What needs to be done: Give the count of lines in the entries that include "bytemuck", and write nothing besides it.

(Saved data entries)

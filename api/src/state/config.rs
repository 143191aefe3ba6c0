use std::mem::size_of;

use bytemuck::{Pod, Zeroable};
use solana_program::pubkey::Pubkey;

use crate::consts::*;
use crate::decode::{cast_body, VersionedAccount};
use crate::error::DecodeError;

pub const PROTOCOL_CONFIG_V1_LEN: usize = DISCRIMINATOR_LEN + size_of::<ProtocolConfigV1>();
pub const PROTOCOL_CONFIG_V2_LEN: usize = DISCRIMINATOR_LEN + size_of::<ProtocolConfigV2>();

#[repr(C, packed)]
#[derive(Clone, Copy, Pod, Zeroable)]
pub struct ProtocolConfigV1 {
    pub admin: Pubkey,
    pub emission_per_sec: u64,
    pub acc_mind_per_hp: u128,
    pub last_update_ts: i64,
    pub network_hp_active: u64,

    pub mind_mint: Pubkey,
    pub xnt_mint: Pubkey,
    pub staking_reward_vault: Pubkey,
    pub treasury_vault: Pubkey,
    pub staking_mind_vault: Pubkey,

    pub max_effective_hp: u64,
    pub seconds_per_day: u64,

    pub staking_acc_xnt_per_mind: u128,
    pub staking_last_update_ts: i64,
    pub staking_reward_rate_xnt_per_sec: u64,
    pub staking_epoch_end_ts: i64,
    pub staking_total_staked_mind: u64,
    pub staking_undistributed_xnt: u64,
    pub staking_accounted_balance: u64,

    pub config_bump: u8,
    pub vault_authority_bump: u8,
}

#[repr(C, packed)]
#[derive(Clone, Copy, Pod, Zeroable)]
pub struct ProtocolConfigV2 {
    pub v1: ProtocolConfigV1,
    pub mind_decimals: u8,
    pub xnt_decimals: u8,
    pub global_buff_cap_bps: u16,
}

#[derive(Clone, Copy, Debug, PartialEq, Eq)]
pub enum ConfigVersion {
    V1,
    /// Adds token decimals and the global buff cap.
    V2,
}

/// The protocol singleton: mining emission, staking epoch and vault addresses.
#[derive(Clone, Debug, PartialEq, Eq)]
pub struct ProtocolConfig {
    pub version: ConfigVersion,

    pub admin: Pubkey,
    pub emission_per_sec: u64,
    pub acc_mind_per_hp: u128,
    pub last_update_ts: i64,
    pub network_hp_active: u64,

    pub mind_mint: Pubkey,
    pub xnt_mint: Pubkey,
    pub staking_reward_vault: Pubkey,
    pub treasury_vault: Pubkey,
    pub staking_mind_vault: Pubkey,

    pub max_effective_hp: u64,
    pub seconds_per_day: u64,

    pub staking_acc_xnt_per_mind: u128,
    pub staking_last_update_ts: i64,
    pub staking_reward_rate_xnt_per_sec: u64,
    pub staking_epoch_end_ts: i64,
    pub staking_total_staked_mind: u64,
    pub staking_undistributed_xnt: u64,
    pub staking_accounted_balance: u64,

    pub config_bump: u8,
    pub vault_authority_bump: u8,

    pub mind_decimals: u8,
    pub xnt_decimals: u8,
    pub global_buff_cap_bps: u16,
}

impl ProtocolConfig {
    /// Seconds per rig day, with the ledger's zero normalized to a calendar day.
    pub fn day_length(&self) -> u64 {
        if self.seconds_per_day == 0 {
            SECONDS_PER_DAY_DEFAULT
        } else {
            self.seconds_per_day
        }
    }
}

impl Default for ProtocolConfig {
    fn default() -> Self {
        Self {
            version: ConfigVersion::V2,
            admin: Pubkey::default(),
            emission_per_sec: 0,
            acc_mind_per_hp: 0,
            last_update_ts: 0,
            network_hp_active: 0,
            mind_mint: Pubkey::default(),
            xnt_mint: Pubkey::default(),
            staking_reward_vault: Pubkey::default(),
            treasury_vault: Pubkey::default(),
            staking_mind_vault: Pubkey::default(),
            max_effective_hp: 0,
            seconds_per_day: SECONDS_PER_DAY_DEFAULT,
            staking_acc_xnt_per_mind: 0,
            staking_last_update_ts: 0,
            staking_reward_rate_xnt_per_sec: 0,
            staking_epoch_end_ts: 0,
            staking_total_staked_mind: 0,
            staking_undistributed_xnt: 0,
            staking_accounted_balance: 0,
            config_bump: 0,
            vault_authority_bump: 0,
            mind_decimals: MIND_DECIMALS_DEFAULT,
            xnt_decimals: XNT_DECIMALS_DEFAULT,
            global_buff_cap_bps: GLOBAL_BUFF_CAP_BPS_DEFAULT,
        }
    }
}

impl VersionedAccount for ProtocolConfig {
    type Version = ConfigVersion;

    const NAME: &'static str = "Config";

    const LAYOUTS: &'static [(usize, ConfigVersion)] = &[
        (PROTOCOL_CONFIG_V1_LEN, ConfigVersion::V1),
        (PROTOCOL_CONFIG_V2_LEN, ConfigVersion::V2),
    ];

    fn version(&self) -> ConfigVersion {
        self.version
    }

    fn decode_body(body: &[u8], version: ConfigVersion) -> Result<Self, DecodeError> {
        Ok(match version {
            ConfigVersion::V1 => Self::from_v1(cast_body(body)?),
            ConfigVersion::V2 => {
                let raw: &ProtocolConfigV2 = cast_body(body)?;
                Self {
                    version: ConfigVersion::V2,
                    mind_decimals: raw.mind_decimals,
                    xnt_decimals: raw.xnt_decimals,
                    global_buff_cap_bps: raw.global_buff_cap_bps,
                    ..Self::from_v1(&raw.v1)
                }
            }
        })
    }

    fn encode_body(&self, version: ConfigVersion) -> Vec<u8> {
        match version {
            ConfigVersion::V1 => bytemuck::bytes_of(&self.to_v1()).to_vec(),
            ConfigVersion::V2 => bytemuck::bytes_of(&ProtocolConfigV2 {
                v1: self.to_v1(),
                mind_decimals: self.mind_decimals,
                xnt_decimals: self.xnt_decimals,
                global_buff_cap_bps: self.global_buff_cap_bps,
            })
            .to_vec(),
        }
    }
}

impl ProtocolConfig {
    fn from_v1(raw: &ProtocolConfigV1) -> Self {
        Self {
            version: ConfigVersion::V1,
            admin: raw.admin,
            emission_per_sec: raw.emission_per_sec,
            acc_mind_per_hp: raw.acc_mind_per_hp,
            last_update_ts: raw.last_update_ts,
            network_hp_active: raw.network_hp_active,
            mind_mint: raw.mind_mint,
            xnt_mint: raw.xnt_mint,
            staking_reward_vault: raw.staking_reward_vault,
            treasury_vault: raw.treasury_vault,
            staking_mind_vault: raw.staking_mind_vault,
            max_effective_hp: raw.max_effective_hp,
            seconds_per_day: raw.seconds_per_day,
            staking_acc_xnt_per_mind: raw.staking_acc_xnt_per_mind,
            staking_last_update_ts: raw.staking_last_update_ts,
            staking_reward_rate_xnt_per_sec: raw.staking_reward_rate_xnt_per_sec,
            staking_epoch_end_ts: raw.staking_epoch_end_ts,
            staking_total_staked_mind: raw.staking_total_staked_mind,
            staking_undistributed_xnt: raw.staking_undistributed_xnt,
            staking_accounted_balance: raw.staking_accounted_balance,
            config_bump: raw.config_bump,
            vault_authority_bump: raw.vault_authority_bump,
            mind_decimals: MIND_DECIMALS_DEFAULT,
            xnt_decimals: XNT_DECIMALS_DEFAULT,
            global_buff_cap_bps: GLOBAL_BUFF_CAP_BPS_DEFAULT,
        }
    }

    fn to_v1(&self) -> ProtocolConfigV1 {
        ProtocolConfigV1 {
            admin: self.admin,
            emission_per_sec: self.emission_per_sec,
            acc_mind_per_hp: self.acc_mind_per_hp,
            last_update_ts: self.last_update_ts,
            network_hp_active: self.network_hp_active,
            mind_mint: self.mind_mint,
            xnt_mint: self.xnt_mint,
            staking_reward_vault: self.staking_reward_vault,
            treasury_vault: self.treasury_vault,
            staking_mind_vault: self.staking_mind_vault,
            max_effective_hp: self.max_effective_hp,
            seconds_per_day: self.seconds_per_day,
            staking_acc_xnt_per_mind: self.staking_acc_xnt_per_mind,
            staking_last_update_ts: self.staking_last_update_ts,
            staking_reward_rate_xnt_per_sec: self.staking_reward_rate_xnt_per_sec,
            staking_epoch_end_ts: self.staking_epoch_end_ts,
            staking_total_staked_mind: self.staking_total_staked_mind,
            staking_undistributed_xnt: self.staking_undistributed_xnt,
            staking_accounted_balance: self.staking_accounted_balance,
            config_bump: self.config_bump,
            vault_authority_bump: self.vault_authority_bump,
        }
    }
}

Task solution: 3